When the LB-top agar reaches 45 degrees Celsius, transfer it to the working bench. Now, add 450 microliters of one molar calcium chloride to the 200 milliliter agar to make a final concentration of 2.25 millimolar. Gently swirl the bottle to mix. Next, add 35 milliliters of LB-top agar and four milliliters of bacterial suspension to a sterile conical tube. Gently swirl to evenly distribute the cells but avoid shaking to prevent foaming.

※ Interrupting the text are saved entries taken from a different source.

//! workery-migrate CLI - one subcommand per migration step.

use clap::{Parser, Subcommand};
use std::process::ExitCode;
use tracing::{info, Level};
use tracing_subscriber::fmt::format::FmtSpan;
use workery_migrate::{Config, MigrateError, Orchestrator, Step};

/// Exit code used when the operator interrupts a step.
const EXIT_INTERRUPTED: u8 = 130;

#[derive(Parser)]
#[command(name = "workery-migrate")]
#[command(about = "Migrate the legacy Workery PostgreSQL database to MongoDB")]
#[command(version)]
struct Cli {
    /// Output JSON result to stdout
    #[arg(long, global = true)]
    output_json: bool,

    /// Log format: text or json
    #[arg(long, global = true, default_value = "text")]
    log_format: String,

    /// Log verbosity: debug, info, warn, error
    #[arg(long, global = true, default_value = "info")]
    verbosity: String,

    #[command(subcommand)]
    command: Commands,
}

#[derive(Subcommand)]
#[command(rename_all = "snake_case")]
enum Commands {
    /// Import the tenant of every legacy schema
    ImportTenant,
    /// Import users
    ImportUser,
    /// Assign user roles from legacy groups
    ImportUserRole,
    /// Import how-did-you-hear-about-us items
    ImportHowHearAboutUsItem,
    /// Import tags
    ImportTag,
    /// Import vehicle types
    ImportVehicleType,
    /// Import insurance requirements
    ImportInsuranceRequirement,
    /// Import skill sets
    ImportSkillSet,
    /// Link skill sets to insurance requirements
    ImportSkillSetInsuranceRequirement,
    /// Import service fees
    ImportServiceFee,
    /// Import bulletins
    ImportBulletins,
    /// Import comments
    ImportComment,
    /// Import customers
    ImportCustomer,
    /// Attach comments to customers
    ImportCustomerComment,
    /// Tag customers
    ImportCustomerTag,
    /// Import associates
    ImportAssociate,
    /// Attach comments to associates
    ImportAssociateComment,
    /// Tag associates
    ImportAssociateTag,
    /// Link associates to skill sets
    ImportAssociateSkillSet,
    /// Link associates to vehicle types
    ImportAssociateVehicleType,
    /// Link associates to insurance requirements
    ImportAssociateInsuranceRequirement,
    /// Import associate away logs
    ImportAssociateAwayLog,
    /// Archive inactive associates
    ImportAssociateStatus,
    /// Import staff
    ImportStaff,
    /// Attach comments to staff
    ImportStaffComment,
    /// Import work orders
    ImportOrder,
    /// Attach comments to orders
    ImportOrderComment,
    /// Tag orders
    ImportOrderTag,
    /// Link orders to skill sets
    ImportOrderSkillSet,
    /// Import order invoices
    ImportOrderInvoice,
    /// Import order deposits
    ImportOrderDeposit,
    /// Import task items
    ImportTaskItem,
    /// Import activity sheets
    ImportActivitySheet,
    /// Download attachments from the legacy object store to the staging directory
    ImportAttachmentDownloadToTmpDir,
    /// Upload staged attachments to the new object store
    ImportAttachmentUploadFromTmpDir,
    /// Restore public ids and modifiers of customers, associates and staff
    Hotfix01,
    /// Delete duplicate attachments
    Hotfix02,
    /// Export attachments to attachments.csv
    Hotfix03,
    /// Download the whole legacy bucket to the staging directory
    Hotfix04,
    /// Cascade associate service fees to orders and task items
    Hotfix05,
    /// Set the password of a user
    ChangePassword {
        /// Email of the user
        #[arg(long)]
        email: String,

        /// New password
        #[arg(long)]
        password: String,
    },
}

impl Commands {
    fn step(&self) -> Option<Step> {
        let step = match self {
            Commands::ImportTenant => Step::ImportTenant,
            Commands::ImportUser => Step::ImportUser,
            Commands::ImportUserRole => Step::ImportUserRole,
            Commands::ImportHowHearAboutUsItem => Step::ImportHowHearAboutUsItem,
            Commands::ImportTag => Step::ImportTag,
            Commands::ImportVehicleType => Step::ImportVehicleType,
            Commands::ImportInsuranceRequirement => Step::ImportInsuranceRequirement,
            Commands::ImportSkillSet => Step::ImportSkillSet,
            Commands::ImportSkillSetInsuranceRequirement => Step::ImportSkillSetInsuranceRequirement,
            Commands::ImportServiceFee => Step::ImportServiceFee,
            Commands::ImportBulletins => Step::ImportBulletins,
            Commands::ImportComment => Step::ImportComment,
            Commands::ImportCustomer => Step::ImportCustomer,
            Commands::ImportCustomerComment => Step::ImportCustomerComment,
            Commands::ImportCustomerTag => Step::ImportCustomerTag,
            Commands::ImportAssociate => Step::ImportAssociate,
            Commands::ImportAssociateComment => Step::ImportAssociateComment,
            Commands::ImportAssociateTag => Step::ImportAssociateTag,
            Commands::ImportAssociateSkillSet => Step::ImportAssociateSkillSet,
            Commands::ImportAssociateVehicleType => Step::ImportAssociateVehicleType,
            Commands::ImportAssociateInsuranceRequirement => {
                Step::ImportAssociateInsuranceRequirement
            }
            Commands::ImportAssociateAwayLog => Step::ImportAssociateAwayLog,
            Commands::ImportAssociateStatus => Step::ImportAssociateStatus,
            Commands::ImportStaff => Step::ImportStaff,
            Commands::ImportStaffComment => Step::ImportStaffComment,
            Commands::ImportOrder => Step::ImportOrder,
            Commands::ImportOrderComment => Step::ImportOrderComment,
            Commands::ImportOrderTag => Step::ImportOrderTag,
            Commands::ImportOrderSkillSet => Step::ImportOrderSkillSet,
            Commands::ImportOrderInvoice => Step::ImportOrderInvoice,
            Commands::ImportOrderDeposit => Step::ImportOrderDeposit,
            Commands::ImportTaskItem => Step::ImportTaskItem,
            Commands::ImportActivitySheet => Step::ImportActivitySheet,
            Commands::ImportAttachmentDownloadToTmpDir => Step::ImportAttachmentDownloadToTmpDir,
            Commands::ImportAttachmentUploadFromTmpDir => Step::ImportAttachmentUploadFromTmpDir,
            Commands::Hotfix01 => Step::Hotfix01,
            Commands::Hotfix02 => Step::Hotfix02,
            Commands::Hotfix03 => Step::Hotfix03,
            Commands::Hotfix04 => Step::Hotfix04,
            Commands::Hotfix05 => Step::Hotfix05,
            Commands::ChangePassword { .. } => return None,
        };
        Some(step)
    }
}

#[tokio::main]
async fn main() -> ExitCode {
    tokio::select! {
        result = run() => match result {
            Ok(()) => ExitCode::SUCCESS,
            Err(e) => {
                eprintln!("{}", e.format_detailed());
                ExitCode::from(e.exit_code())
            }
        },
        _ = tokio::signal::ctrl_c() => {
            eprintln!("\nReceived Ctrl-C. Exiting.");
            ExitCode::from(EXIT_INTERRUPTED)
        }
    }
}

async fn run() -> Result<(), MigrateError> {
    let cli = Cli::parse();

    setup_logging(&cli.verbosity, &cli.log_format)
        .map_err(|e| MigrateError::Config(e.to_string()))?;

    let config = Config::from_env()?;
    info!("Loaded configuration from environment");

    if let Commands::ChangePassword { email, password } = &cli.command {
        let orchestrator = Orchestrator::target_only(config).await?;
        orchestrator.change_password(email, password).await?;
        println!("Password changed for {}", email);
        return Ok(());
    }

    let Some(step) = cli.command.step() else {
        return Ok(());
    };

    let orchestrator = Orchestrator::new(config, step).await?;
    let result = orchestrator.run(step).await;
    orchestrator.close();
    let result = result?;

    if cli.output_json {
        println!("{}", result.to_json()?);
    } else {
        println!("\n{} completed!", result.step);
        println!("  Records: {}", result.records);
        println!("  Duration: {:.2}s", result.duration_seconds);
    }

    Ok(())
}

fn setup_logging(verbosity: &str, format: &str) -> Result<(), String> {
    let level = match verbosity.to_lowercase().as_str() {
        "debug" => Level::DEBUG,
        "info" => Level::INFO,
        "warn" => Level::WARN,
        "error" => Level::ERROR,
        _ => Level::INFO,
    };

    let subscriber = tracing_subscriber::fmt()
        .with_max_level(level)
        .with_span_events(FmtSpan::CLOSE)
        .with_writer(std::io::stderr)
        .with_target(false);

    if format == "json" {
        subscriber.json().init();
    } else {
        subscriber.init();
    }

    Ok(())
}

#[cfg(test)]
mod tests {
    use super::*;
    use clap::CommandFactory;

    #[test]
    fn test_every_step_has_a_subcommand() {
        let cli = Cli::command();
        for step in Step::ALL {
            let sub = cli
                .find_subcommand(step.name())
                .unwrap_or_else(|| panic!("missing subcommand {}", step.name()));
            let parsed = Cli::try_parse_from(["workery-migrate", sub.get_name()]).unwrap();
            assert_eq!(parsed.command.step(), Some(step));
        }
    }

    #[test]
    fn test_change_password_requires_arguments() {
        assert!(Cli::try_parse_from(["workery-migrate", "change_password"]).is_err());
        let parsed = Cli::try_parse_from([
            "workery-migrate",
            "change_password",
            "--email",
            "a@b.c",
            "--password",
            "secret",
        ])
        .unwrap();
        assert!(parsed.command.step().is_none());
    }

    #[test]
    fn test_global_flags_after_subcommand() {
        let parsed =
            Cli::try_parse_from(["workery-migrate", "hotfix02", "--output-json", "--verbosity", "debug"])
                .unwrap();
        assert!(parsed.output_json);
        assert_eq!(parsed.verbosity, "debug");
    }
}
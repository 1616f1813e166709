//! Readers for customers, associates, staff and their join tables.

use chrono::{DateTime, NaiveDate, Utc};
use tokio_postgres::Row;

use crate::error::Result;

use super::common::{
    link_table, LegacyAudit, LegacyPerson, ADDRESS_COLUMNS, AUDIT_COLUMNS, PERSON_COLUMNS,
};
use super::identifier::qualified;
use super::pool::LegacyPool;
use super::row::{FromLegacyRow, RowReader};

fn principal_sql(schema: &str, table: &str, extra_columns: &str) -> Result<String> {
    Ok(format!(
        "SELECT id, {}, {}, {}, {} FROM {} ORDER BY id ASC",
        PERSON_COLUMNS,
        ADDRESS_COLUMNS,
        AUDIT_COLUMNS,
        extra_columns,
        qualified(schema, table)?
    ))
}

fn link_sql(schema: &str, table: &str, owner: &str, member: &str) -> Result<String> {
    Ok(format!(
        "SELECT id, {} AS owner_id, {} AS member_id FROM {} ORDER BY id ASC",
        owner,
        member,
        qualified(schema, table)?
    ))
}

/// Row of `workery_customers`.
#[derive(Debug, Clone, Default, PartialEq)]
pub struct LegacyCustomer {
    pub id: i64,
    pub person: LegacyPerson,
    pub type_of: Option<i64>,
    pub organization_name: Option<String>,
    pub is_ok_to_email: bool,
    pub is_ok_to_text: bool,
}

impl FromLegacyRow for LegacyCustomer {
    const TABLE: &'static str = "workery_customers";

    fn from_row(row: &Row) -> Result<Self> {
        let r = RowReader::new(row, Self::TABLE);
        Ok(Self {
            id: r.id("id")?,
            person: LegacyPerson::read(&r)?,
            type_of: r.opt_i64("type_of")?,
            organization_name: r.opt_string("organization_name")?,
            is_ok_to_email: r.bool_or_false("is_ok_to_email")?,
            is_ok_to_text: r.bool_or_false("is_ok_to_text")?,
        })
    }
}

pub fn customers_sql(schema: &str) -> Result<String> {
    principal_sql(
        schema,
        LegacyCustomer::TABLE,
        "type_of, organization_name, is_ok_to_email, is_ok_to_text",
    )
}

pub async fn read_customers(pool: &LegacyPool, schema: &str) -> Result<Vec<LegacyCustomer>> {
    pool.fetch_all(&customers_sql(schema)?).await
}

/// Row of `workery_associates`.
#[derive(Debug, Clone, Default, PartialEq)]
pub struct LegacyAssociate {
    pub id: i64,
    pub person: LegacyPerson,
    pub owner_id: Option<i64>,
    pub hourly_salary_desired: Option<i64>,
    pub service_fee_id: Option<i64>,
    pub wsib_number: Option<String>,
    pub police_check: Option<NaiveDate>,
    pub drivers_license_class: Option<String>,
    pub emergency_contact_name: Option<String>,
    pub emergency_contact_telephone: Option<String>,
}

impl FromLegacyRow for LegacyAssociate {
    const TABLE: &'static str = "workery_associates";

    fn from_row(row: &Row) -> Result<Self> {
        let r = RowReader::new(row, Self::TABLE);
        Ok(Self {
            id: r.id("id")?,
            person: LegacyPerson::read(&r)?,
            owner_id: r.opt_i64("owner_id")?,
            hourly_salary_desired: r.opt_i64("hourly_salary_desired")?,
            service_fee_id: r.opt_i64("service_fee_id")?,
            wsib_number: r.opt_string("wsib_number")?,
            police_check: r.opt_date("police_check")?,
            drivers_license_class: r.opt_string("drivers_license_class")?,
            emergency_contact_name: r.opt_string("emergency_contact_name")?,
            emergency_contact_telephone: r.opt_string("emergency_contact_telephone")?,
        })
    }
}

pub fn associates_sql(schema: &str) -> Result<String> {
    principal_sql(
        schema,
        LegacyAssociate::TABLE,
        "owner_id, hourly_salary_desired, service_fee_id, wsib_number, police_check, \
         drivers_license_class, emergency_contact_name, emergency_contact_telephone",
    )
}

pub async fn read_associates(pool: &LegacyPool, schema: &str) -> Result<Vec<LegacyAssociate>> {
    pool.fetch_all(&associates_sql(schema)?).await
}

/// Row of `workery_staff`.
#[derive(Debug, Clone, Default, PartialEq)]
pub struct LegacyStaff {
    pub id: i64,
    pub person: LegacyPerson,
    pub owner_id: Option<i64>,
    pub personal_email: Option<String>,
    pub police_check: Option<NaiveDate>,
    pub emergency_contact_name: Option<String>,
    pub emergency_contact_telephone: Option<String>,
}

impl FromLegacyRow for LegacyStaff {
    const TABLE: &'static str = "workery_staff";

    fn from_row(row: &Row) -> Result<Self> {
        let r = RowReader::new(row, Self::TABLE);
        Ok(Self {
            id: r.id("id")?,
            person: LegacyPerson::read(&r)?,
            owner_id: r.opt_i64("owner_id")?,
            personal_email: r.opt_string("personal_email")?,
            police_check: r.opt_date("police_check")?,
            emergency_contact_name: r.opt_string("emergency_contact_name")?,
            emergency_contact_telephone: r.opt_string("emergency_contact_telephone")?,
        })
    }
}

pub async fn read_staff(pool: &LegacyPool, schema: &str) -> Result<Vec<LegacyStaff>> {
    let sql = principal_sql(
        schema,
        LegacyStaff::TABLE,
        "owner_id, personal_email, police_check, emergency_contact_name, \
         emergency_contact_telephone",
    )?;
    pool.fetch_all(&sql).await
}

link_table!(
    /// Row of `workery_customer_comments`: customer owns the comment.
    LegacyCustomerComment,
    "workery_customer_comments"
);

pub async fn read_customer_comments(
    pool: &LegacyPool,
    schema: &str,
) -> Result<Vec<LegacyCustomerComment>> {
    let sql = link_sql(schema, "workery_customer_comments", "about_id", "comment_id")?;
    pool.fetch_all(&sql).await
}

link_table!(
    /// Row of `workery_customers_tags`.
    LegacyCustomerTag,
    "workery_customers_tags"
);

pub async fn read_customer_tags(pool: &LegacyPool, schema: &str) -> Result<Vec<LegacyCustomerTag>> {
    let sql = link_sql(schema, "workery_customers_tags", "customer_id", "tag_id")?;
    pool.fetch_all(&sql).await
}

link_table!(
    /// Row of `workery_associate_comments`.
    LegacyAssociateComment,
    "workery_associate_comments"
);

pub async fn read_associate_comments(
    pool: &LegacyPool,
    schema: &str,
) -> Result<Vec<LegacyAssociateComment>> {
    let sql = link_sql(schema, "workery_associate_comments", "about_id", "comment_id")?;
    pool.fetch_all(&sql).await
}

link_table!(
    /// Row of `workery_associates_tags`.
    LegacyAssociateTag,
    "workery_associates_tags"
);

pub async fn read_associate_tags(
    pool: &LegacyPool,
    schema: &str,
) -> Result<Vec<LegacyAssociateTag>> {
    let sql = link_sql(schema, "workery_associates_tags", "associate_id", "tag_id")?;
    pool.fetch_all(&sql).await
}

link_table!(
    /// Row of `workery_associates_skill_sets`.
    LegacyAssociateSkillSet,
    "workery_associates_skill_sets"
);

pub async fn read_associate_skill_sets(
    pool: &LegacyPool,
    schema: &str,
) -> Result<Vec<LegacyAssociateSkillSet>> {
    let sql = link_sql(schema, "workery_associates_skill_sets", "associate_id", "skillset_id")?;
    pool.fetch_all(&sql).await
}

link_table!(
    /// Row of `workery_associates_vehicle_types`.
    LegacyAssociateVehicleType,
    "workery_associates_vehicle_types"
);

pub async fn read_associate_vehicle_types(
    pool: &LegacyPool,
    schema: &str,
) -> Result<Vec<LegacyAssociateVehicleType>> {
    let sql = link_sql(
        schema,
        "workery_associates_vehicle_types",
        "associate_id",
        "vehicletype_id",
    )?;
    pool.fetch_all(&sql).await
}

link_table!(
    /// Row of `workery_associates_insurance_requirements`.
    LegacyAssociateInsuranceRequirement,
    "workery_associates_insurance_requirements"
);

pub async fn read_associate_insurance_requirements(
    pool: &LegacyPool,
    schema: &str,
) -> Result<Vec<LegacyAssociateInsuranceRequirement>> {
    let sql = link_sql(
        schema,
        "workery_associates_insurance_requirements",
        "associate_id",
        "insurancerequirement_id",
    )?;
    pool.fetch_all(&sql).await
}

link_table!(
    /// Row of `workery_staff_comments`.
    LegacyStaffComment,
    "workery_staff_comments"
);

pub async fn read_staff_comments(pool: &LegacyPool, schema: &str) -> Result<Vec<LegacyStaffComment>> {
    let sql = link_sql(schema, "workery_staff_comments", "about_id", "comment_id")?;
    pool.fetch_all(&sql).await
}

/// Row of `workery_away_logs`.
#[derive(Debug, Clone, Default, PartialEq)]
pub struct LegacyAwayLog {
    pub id: i64,
    pub associate_id: Option<i64>,
    pub reason: Option<i64>,
    pub reason_other: Option<String>,
    pub until_further_notice: Option<bool>,
    pub until_date: Option<NaiveDate>,
    pub start_date: Option<NaiveDate>,
    pub was_deleted: bool,
    pub audit: LegacyAudit,
}

impl FromLegacyRow for LegacyAwayLog {
    const TABLE: &'static str = "workery_away_logs";

    fn from_row(row: &Row) -> Result<Self> {
        let r = RowReader::new(row, Self::TABLE);
        Ok(Self {
            id: r.id("id")?,
            associate_id: r.opt_i64("associate_id")?,
            reason: r.opt_i64("reason")?,
            reason_other: r.opt_string("reason_other")?,
            until_further_notice: r.opt_bool("until_further_notice")?,
            until_date: r.opt_date("until_date")?,
            start_date: r.opt_date("start_date")?,
            was_deleted: r.bool_or_false("was_deleted")?,
            audit: LegacyAudit::read(&r)?,
        })
    }
}

pub async fn read_away_logs(pool: &LegacyPool, schema: &str) -> Result<Vec<LegacyAwayLog>> {
    let sql = format!(
        "SELECT id, associate_id, reason, reason_other, until_further_notice, until_date, \
         start_date, was_deleted, created AS created_at, created_by_id, NULL::text AS created_from, \
         last_modified AS last_modified_at, last_modified_by_id, \
         NULL::text AS last_modified_from FROM {} ORDER BY id ASC",
        qualified(schema, LegacyAwayLog::TABLE)?
    );
    pool.fetch_all(&sql).await
}

/// Associate lifecycle flags joined with the activity of its login user.
#[derive(Debug, Clone, Default, PartialEq)]
pub struct LegacyAssociateStatus {
    pub id: i64,
    pub state: Option<String>,
    pub is_archived: bool,
    pub owner_is_active: Option<bool>,
    pub owner_last_login: Option<DateTime<Utc>>,
}

impl FromLegacyRow for LegacyAssociateStatus {
    const TABLE: &'static str = "workery_associates";

    fn from_row(row: &Row) -> Result<Self> {
        let r = RowReader::new(row, Self::TABLE);
        Ok(Self {
            id: r.id("id")?,
            state: r.opt_string("state")?,
            is_archived: r.bool_or_false("is_archived")?,
            owner_is_active: r.opt_bool("owner_is_active")?,
            owner_last_login: r.opt_timestamp("owner_last_login")?,
        })
    }
}

pub async fn read_associate_statuses(
    pool: &LegacyPool,
    schema: &str,
    public_schema: &str,
) -> Result<Vec<LegacyAssociateStatus>> {
    let sql = format!(
        "SELECT a.id, a.state, a.is_archived, u.is_active AS owner_is_active, \
         u.last_login AS owner_last_login \
         FROM {} a LEFT JOIN {} u ON u.id = a.owner_id ORDER BY a.id ASC",
        qualified(schema, LegacyAssociateStatus::TABLE)?,
        qualified(public_schema, "workery_users")?
    );
    pool.fetch_all(&sql).await
}

#[cfg(test)]
mod tests {
    use super::*;

    #[test]
    fn test_customers_sql_projects_shared_groups() {
        let sql = customers_sql("london").unwrap();
        assert!(sql.starts_with("SELECT id, given_name, last_name, email"));
        assert!(sql.contains("latitude::float8 AS latitude"));
        assert!(sql.contains("created AS created_at"));
        assert!(sql.contains("organization_name"));
        assert!(sql.ends_with("FROM \"london\".workery_customers ORDER BY id ASC"));
    }

    #[test]
    fn test_link_sql_aliases_foreign_keys() {
        let sql = link_sql("london", "workery_customers_tags", "customer_id", "tag_id").unwrap();
        assert_eq!(
            sql,
            "SELECT id, customer_id AS owner_id, tag_id AS member_id \
             FROM \"london\".workery_customers_tags ORDER BY id ASC"
        );
    }

    #[test]
    fn test_associates_sql_includes_service_fee() {
        let sql = associates_sql("london").unwrap();
        assert!(sql.contains("service_fee_id"));
        assert!(sql.contains("hourly_salary_desired"));
    }
}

Now, aliquot five milliliters of this bacteria- top agar mix to each of the seven test tubes. Then, transfer 100 microliters of the serially diluted bacteriophage samples and control media, which should be simply media with no bacteriophage, to the respectfully labeled test tubes. Swirl the mixture gently to ensure proper mixing. Gently transfer five milliliters of bacteriophage mix onto the respective Petri plate. Evenly spread the mix throughout the whole surface by gently swirling the Petri plate.

Once all of the Petri plates are layered with the mix, allow solidification of the top layer by incubating at room temperature for 15 minutes. After completion of these steps, repeat the process for the second and then the third sets of the Petri dishes using the remaining two sets of phage dilutions. Seal each dish with parafilm and incubate at room temperature for 15 minutes. Place the culture plate upside down at a suitable temperature for 24 hours or until plaques develop. Here, plates were placed in a 37 degrees Celsius incubator for one day, a stimulating growth condition for E. coli and the T7 phage.

Plaques will appear after one to five days of incubation, depending on the bacterial species, incubation conditions, and the choice of medium. Here, plaques were visible after one day of incubation at 37 degrees Celsius. Begin by checking the plates marked control and ensure that no plaques were formed in these plates, as this would indicate viral contamination. To determine the phage titer in the original sample, start with the plates containing the most diluted phage sample first and count the plaques without removing the lids, marking them to indicate which ones have already been counted. Repeat the counting for each plate in every set. Some plates might have too many or too few plaques to be counted. Consider 10 to 150 as an ideal plaque count.

Next, generate a table listing the plaque number values for the different dilutions and replicates. Then, calculate the mean plaque number values for the dilution plates that contained the ideal number of plaque counts. In this example, these were the average number of plaques formed in the 10 to the minus three and 10 to the minus four dilution plates. Now, adjust for phage dilution factor by dividing the obtained mean plaque values by the respective phage dilution factors. Here, the average number of plaques formed to the 10 to the minus three and 10 to the minus four dilution plates, were divided by their respective dilution factors to obtain the number of plaque forming units, or PFUs, in 100 microliters of phage mixture. To convert the value to PFU per milliliter, multiply the generated values by 10, as only 100 microliters of phage dilution mix was used during the bacteriophage overlay preparation step, producing an additional dilution factor of 10. Finally, calculate the average of the values obtained from the different dilution plates. This will give the average number of PFUs per milliliter. The number of PFUs corresponds to the number of infective phage particles in the original sample.